DIRECTIONS FOR THIS TASK:
Your answer should be each line of the entries that contains the word "Authenticate", copied in full.

DATASET RECORDS:
Segment Open

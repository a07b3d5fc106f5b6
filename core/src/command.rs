//! Typed commands and the named invocations they are parsed from.
//!
//! Parsing checks arity, numbers and operator codes, so handlers only ever
//! see well-formed payloads.

use crate::{
    error::{LedgerError, LedgerResult},
    record::{Enrollment, Operator},
    types::SubscriberKey,
};
use serde::{Deserialize, Serialize};

/// Every command the ledger accepts, with its exact payload.
/// Variants are appended, never reordered.
#[derive(Debug, Clone, PartialEq, Serialize, Deserialize)]
#[serde(tag = "cmd", rename_all = "snake_case")]
pub enum LedgerCommand {
    // ── Inventory ─────────────────────────────────
    ResetInventory,
    Enroll(Enrollment),

    // ── Roaming setup ─────────────────────────────
    Discover {
        key: SubscriberKey,
        serving_operator: Option<Operator>,
        location: String,
        lat: f64,
        long: f64,
    },
    Authenticate { key: SubscriberKey },
    AssignRate { key: SubscriberKey },

    // ── Calls ─────────────────────────────────────
    CallOut { key: SubscriberKey, destination: String },
    CallIn { key: SubscriberKey, destination: String },
    CallEnd { key: SubscriberKey },
    CallPay { key: SubscriberKey },
    Overage { key: SubscriberKey },

    // ── Query ─────────────────────────────────────
    Lookup { key: SubscriberKey },
}

impl LedgerCommand {
    /// Build a command from a named invocation with positional arguments.
    pub fn parse(function: &str, args: &[String]) -> LedgerResult<Self> {
        let command = match function {
            "resetInventory" => {
                expect_arity(function, args, 0)?;
                Self::ResetInventory
            }
            "enterData" => {
                expect_arity(function, args, 7)?;
                Self::Enroll(Enrollment {
                    key: args[0].clone(),
                    msisdn: args[1].clone(),
                    name: args[2].clone(),
                    address: args[3].clone(),
                    home_operator: args[4].parse()?,
                    lat: parse_coordinate(function, "lat", &args[5])?,
                    long: parse_coordinate(function, "long", &args[6])?,
                })
            }
            "discoverRP" => {
                expect_arity(function, args, 5)?;
                Self::Discover {
                    key: args[0].clone(),
                    serving_operator: parse_serving(&args[1])?,
                    location: args[2].clone(),
                    lat: parse_coordinate(function, "lat", &args[3])?,
                    long: parse_coordinate(function, "long", &args[4])?,
                }
            }
            "authentication" => Self::Authenticate { key: single_key(function, args)? },
            "updateRates" => Self::AssignRate { key: single_key(function, args)? },
            "CallOut" => {
                expect_arity(function, args, 2)?;
                Self::CallOut { key: args[0].clone(), destination: args[1].clone() }
            }
            "CallIn" => {
                expect_arity(function, args, 2)?;
                Self::CallIn { key: args[0].clone(), destination: args[1].clone() }
            }
            "CallEnd" => Self::CallEnd { key: single_key(function, args)? },
            "CallPay" => Self::CallPay { key: single_key(function, args)? },
            "Overage" => Self::Overage { key: single_key(function, args)? },
            "queryMSISDN" => Self::Lookup { key: single_key(function, args)? },
            other => {
                return Err(LedgerError::InvalidArguments(format!(
                    "unknown function '{other}'"
                )))
            }
        };
        Ok(command)
    }

    /// Invocation name this command is parsed from.
    pub fn function_name(&self) -> &'static str {
        match self {
            Self::ResetInventory => "resetInventory",
            Self::Enroll(_) => "enterData",
            Self::Discover { .. } => "discoverRP",
            Self::Authenticate { .. } => "authentication",
            Self::AssignRate { .. } => "updateRates",
            Self::CallOut { .. } => "CallOut",
            Self::CallIn { .. } => "CallIn",
            Self::CallEnd { .. } => "CallEnd",
            Self::CallPay { .. } => "CallPay",
            Self::Overage { .. } => "Overage",
            Self::Lookup { .. } => "queryMSISDN",
        }
    }
}

/// A raw inbound invocation, as delivered by the platform.
#[derive(Debug, Clone, PartialEq, Eq, Serialize, Deserialize)]
pub struct Invocation {
    pub function: String,
    #[serde(default)]
    pub args: Vec<String>,
}

impl Invocation {
    pub fn new<I, A>(function: &str, args: I) -> Self
    where
        I: IntoIterator<Item = A>,
        A: Into<String>,
    {
        Self {
            function: function.to_string(),
            args: args.into_iter().map(Into::into).collect(),
        }
    }

    pub fn parse(&self) -> LedgerResult<LedgerCommand> {
        LedgerCommand::parse(&self.function, &self.args)
    }
}

fn expect_arity(function: &str, args: &[String], expected: usize) -> LedgerResult<()> {
    if args.len() == expected {
        Ok(())
    } else {
        Err(LedgerError::InvalidArguments(format!(
            "{function} takes {expected} argument(s), got {}",
            args.len()
        )))
    }
}

fn single_key(function: &str, args: &[String]) -> LedgerResult<SubscriberKey> {
    expect_arity(function, args, 1)?;
    Ok(args[0].clone())
}

/// Empty means no serving operator (home network).
fn parse_serving(raw: &str) -> LedgerResult<Option<Operator>> {
    if raw.is_empty() {
        Ok(None)
    } else {
        raw.parse().map(Some)
    }
}

fn parse_coordinate(function: &str, field: &str, raw: &str) -> LedgerResult<f64> {
    raw.trim()
        .parse::<f64>()
        .ok()
        .filter(|v| v.is_finite())
        .ok_or_else(|| {
            LedgerError::InvalidArguments(format!("{function}: {field} '{raw}' is not a number"))
        })
}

Segment Closed

SOLVED EXERCISE:
    Authenticate { key: SubscriberKey },
            "authentication" => Self::Authenticate { key: single_key(function, args)? },
            Self::Authenticate { .. } => "authentication",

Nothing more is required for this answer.